(WHAT IS EXPECTED):
Your task is to copy all of the data exactly.

(PROVIDED DATA):
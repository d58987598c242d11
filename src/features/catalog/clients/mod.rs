mod catalog_client;

pub use catalog_client::{CatalogRepository, HttpCatalogRepository};
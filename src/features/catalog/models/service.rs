use rust_decimal::Decimal;
use serde::{Deserialize, Serialize};

use super::{Language, TranslationText, Translations};

/// Bookable offering; may contain sub-services to any depth
#[derive(Debug, Clone, PartialEq, Serialize, Deserialize)]
#[serde(rename_all = "camelCase")]
pub struct Service {
    #[serde(default, skip_serializing_if = "Option::is_none")]
    pub id: Option<i64>,
    #[serde(default, skip_serializing_if = "Option::is_none")]
    pub service_id: Option<i64>,
    pub name: String,
    #[serde(default)]
    pub description: String,
    #[serde(default)]
    pub icon: String,
    #[serde(default, skip_serializing_if = "Option::is_none")]
    pub document: Option<String>,
    #[serde(default)]
    pub service_fee: Option<Decimal>,
    #[serde(default)]
    pub estimated_duration: Option<String>,
    /// Owning category; sub-services inherit their root's category
    #[serde(default)]
    pub category_id: Option<i64>,
    #[serde(default, skip_serializing_if = "Option::is_none")]
    pub technician_count: Option<i64>,
    #[serde(default, skip_serializing_if = "Option::is_none")]
    pub booking_count: Option<i64>,
    #[serde(default, skip_serializing_if = "Option::is_none")]
    pub translations: Option<Translations>,
    #[serde(default)]
    pub services: Vec<Service>,
}

impl Service {
    /// Identity of the service, whichever key the API used
    pub fn key(&self) -> Option<i64> {
        self.id.or(self.service_id)
    }

    pub fn matches(&self, id: i64) -> bool {
        self.id == Some(id) || self.service_id == Some(id)
    }

    pub fn has_children(&self) -> bool {
        !self.services.is_empty()
    }

    pub fn translation(&self, lang: Language) -> Option<&TranslationText> {
        self.translations.as_ref()?.get(lang.as_str())
    }
}
use reqwest::multipart::{Form, Part};

use crate::core::error::{AppError, Result};

/// File attached to a multipart submission
#[derive(Debug, Clone, PartialEq)]
pub struct FileUpload {
    pub file_name: String,
    pub content_type: String,
    pub bytes: Vec<u8>,
}

#[derive(Debug, Clone, PartialEq)]
pub enum MultipartField {
    Text { name: String, value: String },
    File { name: String, file: FileUpload },
}

/// Ordered multipart payload, built before it is handed to the transport.
///
/// Unlike `reqwest::multipart::Form` it can be inspected and cloned, which
/// the coordinator needs to inject linkage fields before submission.
#[derive(Debug, Clone, Default, PartialEq)]
pub struct MultipartForm {
    fields: Vec<MultipartField>,
}

impl MultipartForm {
    pub fn new() -> Self {
        Self::default()
    }

    pub fn text(mut self, name: impl Into<String>, value: impl Into<String>) -> Self {
        self.push_text(name, value);
        self
    }

    pub fn file(mut self, name: impl Into<String>, file: FileUpload) -> Self {
        self.fields.push(MultipartField::File {
            name: name.into(),
            file,
        });
        self
    }

    pub fn push_text(&mut self, name: impl Into<String>, value: impl Into<String>) {
        self.fields.push(MultipartField::Text {
            name: name.into(),
            value: value.into(),
        });
    }

    /// Set a text field, replacing any earlier value under the same name
    pub fn set_text(&mut self, name: &str, value: impl Into<String>) {
        self.fields
            .retain(|f| !matches!(f, MultipartField::Text { name: n, .. } if n == name));
        self.push_text(name, value);
    }

    /// First text value under `name`
    #[cfg(test)]
    pub fn text_value(&self, name: &str) -> Option<&str> {
        self.fields.iter().find_map(|f| match f {
            MultipartField::Text { name: n, value } if n == name => Some(value.as_str()),
            _ => None,
        })
    }

    pub fn has_file(&self, name: &str) -> bool {
        self.fields
            .iter()
            .any(|f| matches!(f, MultipartField::File { name: n, .. } if n == name))
    }

    /// Convert into the reqwest representation sent on the wire
    pub fn into_reqwest(self) -> Result<Form> {
        let mut form = Form::new();
        for field in self.fields {
            form = match field {
                MultipartField::Text { name, value } => form.text(name, value),
                MultipartField::File { name, file } => {
                    let part = Part::bytes(file.bytes)
                        .file_name(file.file_name)
                        .mime_str(&file.content_type)
                        .map_err(|e| {
                            AppError::BadRequest(format!(
                                "Invalid content type '{}': {}",
                                file.content_type, e
                            ))
                        })?;
                    form.part(name, part)
                }
            };
        }
        Ok(form)
    }
}
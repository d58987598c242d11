pub mod page_state;
pub mod renderer;
pub mod tree_view;

pub use page_state::{Modal, PageState};
pub use renderer::{CatalogPageContext, CatalogRenderer, CategoryOption, LanguageOption};
pub use tree_view::{build_tree_view, parent_options};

(ANSWER BELOW):
repository d58987598c242d11
filename src/features/catalog/clients/mod.rs
mod catalog_client;

pub use catalog_client::{CatalogRepository, HttpCatalogRepository};
filename src/features/catalog/models/service.rs
use rust_decimal::Decimal;
use serde::{Deserialize, Serialize};

use super::{Language, TranslationText, Translations};

/// Bookable offering; may contain sub-services to any depth
#[derive(Debug, Clone, PartialEq, Serialize, Deserialize)]
#[serde(rename_all = "camelCase")]
pub struct Service {
    #[serde(default, skip_serializing_if = "Option::is_none")]
    pub id: Option<i64>,
    #[serde(default, skip_serializing_if = "Option::is_none")]
    pub service_id: Option<i64>,
    pub name: String,
    #[serde(default)]
    pub description: String,
    #[serde(default)]
    pub icon: String,
    #[serde(default, skip_serializing_if = "Option::is_none")]
    pub document: Option<String>,
    #[serde(default)]
    pub service_fee: Option<Decimal>,
    #[serde(default)]
    pub estimated_duration: Option<String>,
    /// Owning category; sub-services inherit their root's category
    #[serde(default)]
    pub category_id: Option<i64>,
    #[serde(default, skip_serializing_if = "Option::is_none")]
    pub technician_count: Option<i64>,
    #[serde(default, skip_serializing_if = "Option::is_none")]
    pub booking_count: Option<i64>,
    #[serde(default, skip_serializing_if = "Option::is_none")]
    pub translations: Option<Translations>,
    #[serde(default)]
    pub services: Vec<Service>,
}

impl Service {
    /// Identity of the service, whichever key the API used
    pub fn key(&self) -> Option<i64> {
        self.id.or(self.service_id)
    }

    pub fn matches(&self, id: i64) -> bool {
        self.id == Some(id) || self.service_id == Some(id)
    }

    pub fn has_children(&self) -> bool {
        !self.services.is_empty()
    }

    pub fn translation(&self, lang: Language) -> Option<&TranslationText> {
        self.translations.as_ref()?.get(lang.as_str())
    }
}
use reqwest::multipart::{Form, Part};

use crate::core::error::{AppError, Result};

/// File attached to a multipart submission
#[derive(Debug, Clone, PartialEq)]
pub struct FileUpload {
    pub file_name: String,
    pub content_type: String,
    pub bytes: Vec<u8>,
}

#[derive(Debug, Clone, PartialEq)]
pub enum MultipartField {
    Text { name: String, value: String },
    File { name: String, file: FileUpload },
}

/// Ordered multipart payload, built before it is handed to the transport.
///
/// Unlike `reqwest::multipart::Form` it can be inspected and cloned, which
/// the coordinator needs to inject linkage fields before submission.
#[derive(Debug, Clone, Default, PartialEq)]
pub struct MultipartForm {
    fields: Vec<MultipartField>,
}

impl MultipartForm {
    pub fn new() -> Self {
        Self::default()
    }

    pub fn text(mut self, name: impl Into<String>, value: impl Into<String>) -> Self {
        self.push_text(name, value);
        self
    }

    pub fn file(mut self, name: impl Into<String>, file: FileUpload) -> Self {
        self.fields.push(MultipartField::File {
            name: name.into(),
            file,
        });
        self
    }

    pub fn push_text(&mut self, name: impl Into<String>, value: impl Into<String>) {
        self.fields.push(MultipartField::Text {
            name: name.into(),
            value: value.into(),
        });
    }

    /// Set a text field, replacing any earlier value under the same name
    pub fn set_text(&mut self, name: &str, value: impl Into<String>) {
        self.fields
            .retain(|f| !matches!(f, MultipartField::Text { name: n, .. } if n == name));
        self.push_text(name, value);
    }

    /// First text value under `name`
    #[cfg(test)]
    pub fn text_value(&self, name: &str) -> Option<&str> {
        self.fields.iter().find_map(|f| match f {
            MultipartField::Text { name: n, value } if n == name => Some(value.as_str()),
            _ => None,
        })
    }

    pub fn has_file(&self, name: &str) -> bool {
        self.fields
            .iter()
            .any(|f| matches!(f, MultipartField::File { name: n, .. } if n == name))
    }

    /// Convert into the reqwest representation sent on the wire
    pub fn into_reqwest(self) -> Result<Form> {
        let mut form = Form::new();
        for field in self.fields {
            form = match field {
                MultipartField::Text { name, value } => form.text(name, value),
                MultipartField::File { name, file } => {
                    let part = Part::bytes(file.bytes)
                        .file_name(file.file_name)
                        .mime_str(&file.content_type)
                        .map_err(|e| {
                            AppError::BadRequest(format!(
                                "Invalid content type '{}': {}",
                                file.content_type, e
                            ))
                        })?;
                    form.part(name, part)
                }
            };
        }
        Ok(form)
    }
}
repository d58987598c242d11
pub mod page_state;
pub mod renderer;
pub mod tree_view;

pub use page_state::{Modal, PageState};
pub use renderer::{CatalogPageContext, CatalogRenderer, CategoryOption, LanguageOption};
pub use tree_view::{build_tree_view, parent_options};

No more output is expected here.